A Wall of Silence
January 1, 1998
In 1995 two snow avalanches took over 30 homes in two villages on the west coast of Iceland. In contrast to other disasters that have previously taken place in Iceland, these two villages received considerable psychiatric assistance and the Icelandic public became quite conscious of the benefit of such help. After the second incident, an outcry for help came from a small town on the east coast that had been struck by an avalanche 21 years previously, resulting in a toll of 12 dead and a nearly total destruction of its industry. True to their professional opinion that it is never too late to work through a traumatic experience, a team of two experienced professionals from the University Hospital in Reykjavik (a psychiatrist and a psychologist) reacted and started work with those people who wanted help.
The work consisted of eight visits to the community that previously has never had any organized psychiatric service. On every visit there were group sessions and individual sessions. Several meetings were arranged with local health authorities and other organizing bodies. A community session was open to everybody. In addition we held other individual and family sessions at our home base in Reykjavik. This organized approach was terminated after 15 months, but several of the clients still have contact for some infrequent assistance.
The village where this took place is an isolated, prosperous community with 1,700 inhabitants that build their economy mainly on fishing and fish processing. It is located in an area under a mountain slope and practically the whole area is now considered to be very dangerous because of possible avalanches. Before a recent danger evaluation of many such villages, locals and the Icelandic community have been remarkably unaware of the life threat that has persisted through the ages, which has in this century lead to a great deal of questionable town planning.
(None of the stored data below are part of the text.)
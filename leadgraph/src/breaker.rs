//! Circuit Breaker (C2) — one breaker per source.
//!
//! State transition is the only critical section, protected by a
//! `parking_lot::Mutex` (the same lock crate `vantage` already depends on,
//! reused here rather than introducing a second one).

use std::time::{Duration, Instant};

use parking_lot::Mutex;
use serde::{Deserialize, Serialize};

use crate::errors::{BreakerError, SourceErrorKind};

#[derive(Debug, Clone, Copy, PartialEq, Eq, Serialize, Deserialize)]
#[serde(rename_all = "snake_case")]
pub enum BreakerState {
    Closed,
    Open,
    HalfOpen,
}

/// Tunables for one breaker. The three constructors below are the three
/// default profiles used across the adapter roster.
#[derive(Debug, Clone, Copy)]
pub struct BreakerConfig {
    pub failure_threshold: u32,
    pub recovery_window: Duration,
}

impl BreakerConfig {
    /// F=5, T_recover=60s — LLM and metadata sources.
    #[must_use]
    pub const fn llm_or_metadata() -> Self {
        Self {
            failure_threshold: 5,
            recovery_window: Duration::from_secs(60),
        }
    }

    /// F=3, T_recover=120s — expensive external APIs (registry, places,
    /// people, LinkedIn).
    #[must_use]
    pub const fn expensive_external() -> Self {
        Self {
            failure_threshold: 3,
            recovery_window: Duration::from_secs(120),
        }
    }

    /// F=10, T_recover=30s — the durable store.
    #[must_use]
    pub const fn store() -> Self {
        Self {
            failure_threshold: 10,
            recovery_window: Duration::from_secs(30),
        }
    }
}

#[derive(Debug)]
struct Inner {
    state: BreakerState,
    consecutive_failures: u32,
    opened_at: Option<Instant>,
    last_success_at: Option<Instant>,
}

/// Three-state failure gate wrapping any fallible call.
///
/// Statistics are in-memory and process-local: a single process owns one
/// breaker per source. `CircuitBreakerState` (the persisted-facing view in
/// [`crate::domain`]) is derived from this at read time; it is not the
/// source of truth.
#[derive(Debug)]
pub struct CircuitBreaker {
    name: String,
    config: BreakerConfig,
    inner: Mutex<Inner>,
}

impl CircuitBreaker {
    #[must_use]
    pub fn new(name: impl Into<String>, config: BreakerConfig) -> Self {
        Self {
            name: name.into(),
            config,
            inner: Mutex::new(Inner {
                state: BreakerState::Closed,
                consecutive_failures: 0,
                opened_at: None,
                last_success_at: None,
            }),
        }
    }

    #[must_use]
    pub fn name(&self) -> &str {
        &self.name
    }

    /// Current state, first resolving an OPEN breaker whose recovery
    /// window has elapsed into HALF_OPEN (a read can trigger this
    /// transition; it does not require a call attempt).
    #[must_use]
    pub fn state(&self) -> BreakerState {
        let mut inner = self.inner.lock();
        self.maybe_recover(&mut inner);
        inner.state
    }

    fn maybe_recover(&self, inner: &mut Inner) {
        if inner.state == BreakerState::Open {
            if let Some(opened_at) = inner.opened_at {
                if opened_at.elapsed() >= self.config.recovery_window {
                    inner.state = BreakerState::HalfOpen;
                }
            }
        }
    }

    /// Whether a call should be allowed through right now. When `false`,
    /// callers must short-circuit with `error_kind=breaker_open` *before*
    /// issuing any network call.
    #[must_use]
    pub fn allow_call(&self) -> bool {
        self.state() != BreakerState::Open
    }

    /// Guard returning [`BreakerError::Open`] when the breaker is open,
    /// for call sites that prefer `?` over matching on [`Self::allow_call`].
    pub fn guard(&self) -> Result<(), BreakerError> {
        if self.allow_call() {
            Ok(())
        } else {
            Err(BreakerError::Open(self.name.clone()))
        }
    }

    /// Record the outcome of a call. `error_kind=not_found` is not a
    /// failure; pass `None` to record a success-equivalent outcome for
    /// breaker purposes.
    pub fn record_outcome(&self, error_kind: Option<SourceErrorKind>) {
        let counts_as_failure = error_kind.is_some_and(SourceErrorKind::counts_as_failure);
        let mut inner = self.inner.lock();
        self.maybe_recover(&mut inner);

        if counts_as_failure {
            match inner.state {
                BreakerState::Closed => {
                    inner.consecutive_failures += 1;
                    if inner.consecutive_failures >= self.config.failure_threshold {
                        inner.state = BreakerState::Open;
                        inner.opened_at = Some(Instant::now());
                    }
                }
                BreakerState::HalfOpen => {
                    inner.state = BreakerState::Open;
                    inner.opened_at = Some(Instant::now());
                }
                BreakerState::Open => {}
            }
        } else {
            inner.last_success_at = Some(Instant::now());
            match inner.state {
                BreakerState::Closed => {
                    inner.consecutive_failures = 0;
                }
                BreakerState::HalfOpen => {
                    inner.state = BreakerState::Closed;
                    inner.consecutive_failures = 0;
                    inner.opened_at = None;
                }
                BreakerState::Open => {}
            }
        }
    }
}

/// Process-wide registry owning the one breaker per source the engine is
/// allowed to have.
#[derive(Debug, Default)]
pub struct BreakerRegistry {
    breakers: std::sync::RwLock<rustc_hash::FxHashMap<String, std::sync::Arc<CircuitBreaker>>>,
}

impl BreakerRegistry {
    #[must_use]
    pub fn new() -> Self {
        Self::default()
    }

    /// Fetch the breaker for `name`, creating it with `config` on first use.
    pub fn get_or_create(
        &self,
        name: &str,
        config: BreakerConfig,
    ) -> std::sync::Arc<CircuitBreaker> {
        if let Some(existing) = self.breakers.read().unwrap().get(name) {
            return std::sync::Arc::clone(existing);
        }
        let mut write = self.breakers.write().unwrap();
        std::sync::Arc::clone(
            write
                .entry(name.to_string())
                .or_insert_with(|| std::sync::Arc::new(CircuitBreaker::new(name, config))),
        )
    }
}

#[cfg(test)]
mod tests {
    use super::*;

    fn fast_config() -> BreakerConfig {
        BreakerConfig {
            failure_threshold: 2,
            recovery_window: Duration::from_millis(10),
        }
    }

    #[test]
    fn opens_after_threshold_consecutive_failures() {
        let breaker = CircuitBreaker::new("test", fast_config());
        assert_eq!(breaker.state(), BreakerState::Closed);
        breaker.record_outcome(Some(SourceErrorKind::Timeout));
        assert_eq!(breaker.state(), BreakerState::Closed);
        breaker.record_outcome(Some(SourceErrorKind::Timeout));
        assert_eq!(breaker.state(), BreakerState::Open);
        assert!(!breaker.allow_call());
    }

    #[test]
    fn not_found_never_opens_the_breaker() {
        let breaker = CircuitBreaker::new("test", fast_config());
        for _ in 0..10 {
            breaker.record_outcome(Some(SourceErrorKind::NotFound));
        }
        assert_eq!(breaker.state(), BreakerState::Closed);
    }

    #[tokio::test]
    async fn half_open_after_recovery_window_then_closes_on_success() {
        let breaker = CircuitBreaker::new("test", fast_config());
        breaker.record_outcome(Some(SourceErrorKind::Network));
        breaker.record_outcome(Some(SourceErrorKind::Network));
        assert_eq!(breaker.state(), BreakerState::Open);

        tokio::time::sleep(Duration::from_millis(20)).await;
        assert_eq!(breaker.state(), BreakerState::HalfOpen);

        breaker.record_outcome(None);
        assert_eq!(breaker.state(), BreakerState::Closed);
    }

    #[tokio::test]
    async fn half_open_failure_reopens_the_breaker() {
        let breaker = CircuitBreaker::new("test", fast_config());
        breaker.record_outcome(Some(SourceErrorKind::Network));
        breaker.record_outcome(Some(SourceErrorKind::Network));
        tokio::time::sleep(Duration::from_millis(20)).await;
        assert_eq!(breaker.state(), BreakerState::HalfOpen);

        breaker.record_outcome(Some(SourceErrorKind::Network));
        assert_eq!(breaker.state(), BreakerState::Open);
    }
}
One of the conclusions of our local treatment group has been that a "wall of silence" was built around everything concerning the avalanche, a wall that they felt had been a serious barrier against the rehabilitation of individuals, as well as the community as a whole. The very situation in 1974 where the existence of the whole village was threatened put all attention on the rebuilding of its industry and left no space for work around emotional issues.
In the course of this therapeutic progress, we had contact with about 100 people, who got very different services ranging from one large group session to short-term individual psychotherapy. Several of our clients gave indication that our participation initiated remarkable progress in their personal lives and others had their chronicity acknowledged, which gave them different opportunities to organize their lives. They also expressed the opinion that the afterwaves of our participation influenced the community as a whole by making the 1974 disaster a part of reality for everybody. It might be a realistic evaluation that the fact that this work took place made development possible on other levels of the community as well.
Before our work started, there were some doubts whether this initiative would only reawaken sorrow that we would not have a chance to address adequately. The sorrow and pain was certainly reawakened, but it seems that this initiated considerable constructive rebuilding and mobilization of dormant possibilities.